Il y est question de rivalité entre deux femmes au sein d’une grande entreprise. Isabelle (Ludivine Sagnier) sera accusée (à tort ou à raison, c’est à vous d’y voir) du meurtre de sa supérieure, Christine (Kristin Scott Thomas), femme de tête, femme de caractère à l’esprit retors qui aura voulu en quelque sorte vampiriser sa jeune employée. Patrick Mille incarne «le gars qui se demande ce qui s’est passé.»

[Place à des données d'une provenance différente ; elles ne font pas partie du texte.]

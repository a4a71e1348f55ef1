//! Error types for Avax Core
//!
//! Error taxonomy for the codec, transaction building and signing.

use std::fmt;

/// Result type
pub type Result<T> = std::result::Result<T, Error>;

/// Avax Core errors
#[derive(Debug, thiserror::Error)]
pub enum Error {
    /// CB58 or hex checksum does not match the payload
    #[error("Checksum mismatch: {0}")]
    ChecksumMismatch(String),

    /// Malformed base58, hex or bech32 text
    #[error("Invalid encoding: {0}")]
    InvalidEncoding(String),

    /// Value does not fit the requested width
    #[error("Value out of range: {0}")]
    OutOfRange(String),

    /// Ran out of bytes while decoding
    #[error("Buffer underflow: {0}")]
    BufferUnderflow(String),

    /// Type ID not registered for the codec
    #[error("Unknown type ID: {0}")]
    UnknownTypeId(String),

    /// Malformed address or mixed chain prefixes
    #[error("Invalid address: {0}")]
    InvalidAddress(String),

    /// Missing, wrong-length or undecodable chain ID
    #[error("Invalid chain ID: {0}")]
    InvalidChainId(String),

    /// Missing, wrong-length or undecodable asset ID
    #[error("Invalid asset ID: {0}")]
    InvalidAssetId(String),

    /// Import with nothing to import
    #[error("No atomic UTXOs to import: {0}")]
    NoAtomicUtxos(String),

    /// Not enough spendable value
    #[error("Insufficient funds: {0}")]
    InsufficientFunds(String),

    /// Invalid amount
    #[error("Invalid amount: {0}")]
    InvalidAmount(String),

    /// Amount overflow
    #[error("Amount overflow: {0}")]
    AmountOverflow(String),

    /// Invalid owner set (threshold / addresses)
    #[error("Invalid owners: {0}")]
    InvalidOwners(String),

    /// Invalid staking parameters
    #[error("Invalid stake: {0}")]
    InvalidStake(String),

    /// Keychain has no key for a required signer
    #[error("Key not found: {0}")]
    KeyNotFound(String),

    /// Invalid key material
    #[error("Invalid key: {0}")]
    InvalidKey(String),

    /// Signature creation or recovery failed
    #[error("Signing error: {0}")]
    Signing(String),

    /// Transaction failed sanity validation
    #[error("Invalid transaction: {0}")]
    InvalidTransaction(String),

    /// Payload handed to issue is not a transaction
    #[error("Unexpected transaction input: {0}")]
    UnexpectedTransactionInput(String),
}

impl Error {
    /// Check if error is caused by caller input (vs internal error)
    pub fn is_user_error(&self) -> bool {
        matches!(
            self,
            Error::InvalidAddress(_)
                | Error::InvalidChainId(_)
                | Error::InvalidAssetId(_)
                | Error::NoAtomicUtxos(_)
                | Error::InsufficientFunds(_)
                | Error::InvalidAmount(_)
                | Error::InvalidOwners(_)
                | Error::InvalidStake(_)
                | Error::KeyNotFound(_)
                | Error::UnexpectedTransactionInput(_)
        )
    }

    /// Get user-friendly error message
    pub fn user_message(&self) -> String {
        match self {
            Error::InsufficientFunds(_) => {
                "You don't have enough funds for this transaction. Please check your balance and try again.".to_string()
            }
            Error::NoAtomicUtxos(_) => {
                "There is nothing to import from the source chain yet.".to_string()
            }
            Error::InvalidAddress(_) => {
                "The recipient address is invalid. Please check and try again.".to_string()
            }
            Error::InvalidChainId(_) => {
                "The chain identifier is invalid. Please check and try again.".to_string()
            }
            Error::InvalidAmount(_) => {
                "The amount is invalid. Please enter a valid amount.".to_string()
            }
            Error::KeyNotFound(_) => {
                "A key required to sign this transaction is not in the keychain.".to_string()
            }
            _ => self.to_string(),
        }
    }

    /// Get error category for logging
    pub fn category(&self) -> ErrorCategory {
        match self {
            Error::ChecksumMismatch(_)
            | Error::InvalidEncoding(_)
            | Error::OutOfRange(_)
            | Error::BufferUnderflow(_)
            | Error::UnknownTypeId(_) => ErrorCategory::Codec,
            Error::InvalidAddress(_) => ErrorCategory::Address,
            Error::InvalidChainId(_) | Error::InvalidAssetId(_) => ErrorCategory::Identifier,
            Error::NoAtomicUtxos(_)
            | Error::InsufficientFunds(_)
            | Error::InvalidAmount(_)
            | Error::AmountOverflow(_) => ErrorCategory::Amount,
            Error::InvalidOwners(_) | Error::InvalidStake(_) | Error::InvalidTransaction(_) => {
                ErrorCategory::Transaction
            }
            Error::KeyNotFound(_) | Error::InvalidKey(_) | Error::Signing(_) => ErrorCategory::Keys,
            Error::UnexpectedTransactionInput(_) => ErrorCategory::Transaction,
        }
    }
}

/// Error categories for classification
#[derive(Debug, Clone, Copy, PartialEq, Eq)]
pub enum ErrorCategory {
    /// Encoding/decoding errors
    Codec,
    /// Address-related errors
    Address,
    /// Chain/asset identifier errors
    Identifier,
    /// Amount-related errors
    Amount,
    /// Transaction-related errors
    Transaction,
    /// Key-related errors
    Keys,
}

impl fmt::Display for ErrorCategory {
    fn fmt(&self, f: &mut fmt::Formatter<'_>) -> fmt::Result {
        match self {
            ErrorCategory::Codec => write!(f, "Codec"),
            ErrorCategory::Address => write!(f, "Address"),
            ErrorCategory::Identifier => write!(f, "Identifier"),
            ErrorCategory::Amount => write!(f, "Amount"),
            ErrorCategory::Transaction => write!(f, "Transaction"),
            ErrorCategory::Keys => write!(f, "Keys"),
        }
    }
}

Paresseux, Crime d’amour prend son temps. Si bien qu’après trente minutes, on se demande si on tiendra le coup. Si le final, en forme de révélation inattendue, laisse de glace, la progression dramatique du «dernier chapitre» suscite intérêt et même fascination: on veut vraiment savoir de quoi il en retourne. Cette jeune femme est-elle coupable? Et, si tel est le cas, ce meurtre n’est-il dû qu’à quelque accès d’ambition ou à quelque attirance obscure lequel mènerait à un amour impossible entre deux femmes aux desseins semblables?
Feu Alain Corneau, cinéaste de talent et imprévisible, qui a touché à tout (de Police Python 357 à Tous les matins du monde), fait ici dans l’ambigu et semble prendre plaisir à confondre le spectateur auquel on propose une intrigue psychologique qui se transforme lentement en véritable polar. Un film de genre sous des allures guindées.
Crime d'amour
Un drame d'Alain Corneau, avec Ludivine Sagnier (Isabelle), Kristin Scott Thomas (Christine), Patrick Mille (Philippe), Guillaume Marquet (Daniel), Gérald Laroche (Gérard), Julien Rochefort (l'avocat), Olivier Rabourdin (le juge), Marie Guillard (Claudine), Mike Powers (boss 1), Matthew Gonder (boss 2), Jean-Pierre Leclerc (adjoint de Gérard) et Anne Girouard (vendeuse).